### Instructions for the task
Locate and copy each line in the data that contains the word "StatisticsSummary".

### Study material

// ============================================================
// STATISTICS ENGINE
// ============================================================
// Descriptive statistics over one numeric column, all-or-nothing

use std::collections::HashMap;

use crate::domain::country::{NumericField, StructuredCountryRecord};
use crate::domain::error::{AppError, Result};
use crate::domain::statistics::{ModeTieBreak, StatisticsSummary};
use crate::shared::numeric::{round2, value_key};

/// Computes [`StatisticsSummary`] values
pub struct StatisticsEngine {
    tie_break: ModeTieBreak,
}

impl StatisticsEngine {
    pub fn new(tie_break: ModeTieBreak) -> Self {
        Self { tie_break }
    }

    /// Analyze the column named `field_name`. The name must resolve to a
    /// numeric column; text columns are rejected as a `StatisticsError`.
    pub fn analyze(
        &self,
        records: &[StructuredCountryRecord],
        field_name: &str,
    ) -> Result<StatisticsSummary> {
        let field = field_name.parse::<NumericField>()?;
        self.analyze_field(records, field)
    }

    /// Analyze a numeric column. Only values strictly greater than zero are
    /// considered; zero means "no data" for this pipeline.
    pub fn analyze_field(
        &self,
        records: &[StructuredCountryRecord],
        field: NumericField,
    ) -> Result<StatisticsSummary> {
        let values = extract_values(records, field);
        if values.is_empty() {
            return Err(AppError::StatisticsError(format!(
                "No valid data for field '{}'",
                field
            )));
        }

        let mean = mean(&values);
        let median = median(&values);
        let mode = self.mode(&values)?;
        let variance = sample_variance(&values, mean)?;

        Ok(StatisticsSummary {
            field,
            sample_size: values.len(),
            mean: round2(mean),
            median,
            mode,
            variance: round2(variance),
            stdev: round2(variance.sqrt()),
        })
    }

    fn mode(&self, values: &[f64]) -> Result<f64> {
        // key -> (count, first position)
        let mut counts: HashMap<u64, (usize, usize)> = HashMap::new();
        for (position, value) in values.iter().enumerate() {
            counts
                .entry(value_key(*value))
                .and_modify(|(count, _)| *count += 1)
                .or_insert((1, position));
        }

        let highest = counts.values().map(|(count, _)| *count).max().unwrap_or(0);
        let mut tied: Vec<(usize, f64)> = counts
            .values()
            .filter(|(count, _)| *count == highest)
            .map(|(_, position)| (*position, values[*position]))
            .collect();
        tied.sort_by_key(|(position, _)| *position);

        match (self.tie_break, tied.as_slice()) {
            (_, []) => Err(AppError::StatisticsError("Mode of empty data".to_string())),
            (_, [(_, only)]) => Ok(*only),
            (ModeTieBreak::Strict, _) => Err(AppError::StatisticsError(format!(
                "No unique mode: {} values share the highest frequency ({})",
                tied.len(),
                highest
            ))),
            (ModeTieBreak::FirstSeen, [(_, first), ..]) => Ok(*first),
            (ModeTieBreak::Smallest, _) => Ok(tied
                .iter()
                .map(|(_, value)| *value)
                .fold(f64::INFINITY, f64::min)),
        }
    }
}

impl Default for StatisticsEngine {
    fn default() -> Self {
        Self::new(ModeTieBreak::default())
    }
}

/// Values of `field` that are finite and strictly positive, in record order
pub fn extract_values(records: &[StructuredCountryRecord], field: NumericField) -> Vec<f64> {
    records
        .iter()
        .map(|record| record.value_of(field))
        .filter(|value| value.is_finite() && *value > 0.0)
        .collect()
}

fn mean(values: &[f64]) -> f64 {
    values.iter().sum::<f64>() / values.len() as f64
}

fn median(values: &[f64]) -> f64 {
    let mut sorted = values.to_vec();
    sorted.sort_by(f64::total_cmp);

    let mid = sorted.len() / 2;
    if sorted.len() % 2 == 0 {
        (sorted[mid - 1] + sorted[mid]) / 2.0
    } else {
        sorted[mid]
    }
}

fn sample_variance(values: &[f64], mean: f64) -> Result<f64> {
    if values.len() < 2 {
        return Err(AppError::StatisticsError(
            "Variance requires at least two data points".to_string(),
        ));
    }

    let squared = values.iter().map(|v| (v - mean).powi(2)).sum::<f64>();
    Ok(squared / (values.len() - 1) as f64)
}

#[cfg(test)]
mod tests {
    use super::*;

    fn populations(values: &[u64]) -> Vec<StructuredCountryRecord> {
        values
            .iter()
            .enumerate()
            .map(|(i, p)| StructuredCountryRecord::with_counts(&format!("C{}", i), *p, 10.0))
            .collect()
    }

    #[test]
    fn test_basic_summary() {
        let records = populations(&[10, 20, 20, 30]);
        let summary = StatisticsEngine::default()
            .analyze(&records, "population")
            .unwrap();

        assert_eq!(summary.field, NumericField::Population);
        assert_eq!(summary.sample_size, 4);
        assert_eq!(summary.mean, 20.0);
        assert_eq!(summary.median, 20.0);
        assert_eq!(summary.mode, 20.0);
        assert_eq!(summary.variance, 66.67);
        assert_eq!(summary.stdev, 8.16);
    }

    #[test]
    fn test_three_distinct_values_strict_mode_fails() {
        let records = populations(&[10, 20, 30]);
        let err = StatisticsEngine::new(ModeTieBreak::Strict)
            .analyze(&records, "Población")
            .unwrap_err();

        assert!(matches!(err, AppError::StatisticsError(msg) if msg.contains("No unique mode")));
    }

    #[test]
    fn test_three_distinct_values_first_seen() {
        let records = populations(&[10, 20, 30]);
        let summary = StatisticsEngine::new(ModeTieBreak::FirstSeen)
            .analyze(&records, "Población")
            .unwrap();

        assert_eq!(summary.mean, 20.0);
        assert_eq!(summary.median, 20.0);
        assert_eq!(summary.mode, 10.0);
        assert_eq!(summary.variance, 100.0);
        assert_eq!(summary.stdev, 10.0);
    }

    #[test]
    fn test_smallest_tie_break() {
        let records = populations(&[30, 30, 10, 10, 50]);
        let summary = StatisticsEngine::new(ModeTieBreak::Smallest)
            .analyze(&records, "population")
            .unwrap();
        assert_eq!(summary.mode, 10.0);

        let summary = StatisticsEngine::new(ModeTieBreak::FirstSeen)
            .analyze(&records, "population")
            .unwrap();
        assert_eq!(summary.mode, 30.0);
    }

    #[test]
    fn test_even_length_median_averages_middle_pair() {
        let records = populations(&[1, 1, 3, 8]);
        let summary = StatisticsEngine::default()
            .analyze(&records, "population")
            .unwrap();
        assert_eq!(summary.median, 2.0);
    }

    #[test]
    fn test_zero_values_are_excluded() {
        let records = populations(&[0, 0, 0, 5, 5, 11]);
        let summary = StatisticsEngine::default()
            .analyze(&records, "population")
            .unwrap();

        assert_eq!(summary.sample_size, 3);
        assert_eq!(summary.mean, 7.0);
        assert_eq!(summary.mode, 5.0);
    }

    #[test]
    fn test_empty_input_reports_no_data() {
        let err = StatisticsEngine::default().analyze(&[], "population").unwrap_err();
        assert!(matches!(err, AppError::StatisticsError(msg) if msg.contains("No valid data")));

        let err = StatisticsEngine::default()
            .analyze(&populations(&[0, 0]), "population")
            .unwrap_err();
        assert!(matches!(err, AppError::StatisticsError(_)));
    }

    #[test]
    fn test_single_value_voids_summary() {
        let err = StatisticsEngine::default()
            .analyze(&populations(&[42]), "population")
            .unwrap_err();
        assert!(matches!(err, AppError::StatisticsError(msg) if msg.contains("two data points")));
    }

    #[test]
    fn test_text_field_is_reported() {
        let err = StatisticsEngine::default()
            .analyze(&populations(&[1, 2]), "name")
            .unwrap_err();
        assert!(matches!(err, AppError::StatisticsError(_)));
    }

    #[test]
    fn test_density_field() {
        let records = vec![
            StructuredCountryRecord::with_counts("A", 100, 10.0),
            StructuredCountryRecord::with_counts("B", 100, 10.0),
            StructuredCountryRecord::with_counts("C", 300, 10.0),
            StructuredCountryRecord::with_counts("D", 300, 0.0),
        ];
        let summary = StatisticsEngine::default()
            .analyze_field(&records, NumericField::Density)
            .unwrap();

        assert_eq!(summary.sample_size, 3);
        assert_eq!(summary.mode, 10.0);
        assert_eq!(summary.median, 10.0);
    }
}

### Solution to this task
use crate::domain::statistics::{ModeTieBreak, StatisticsSummary};
/// Computes [`StatisticsSummary`] values
    ) -> Result<StatisticsSummary> {
    ) -> Result<StatisticsSummary> {
        Ok(StatisticsSummary {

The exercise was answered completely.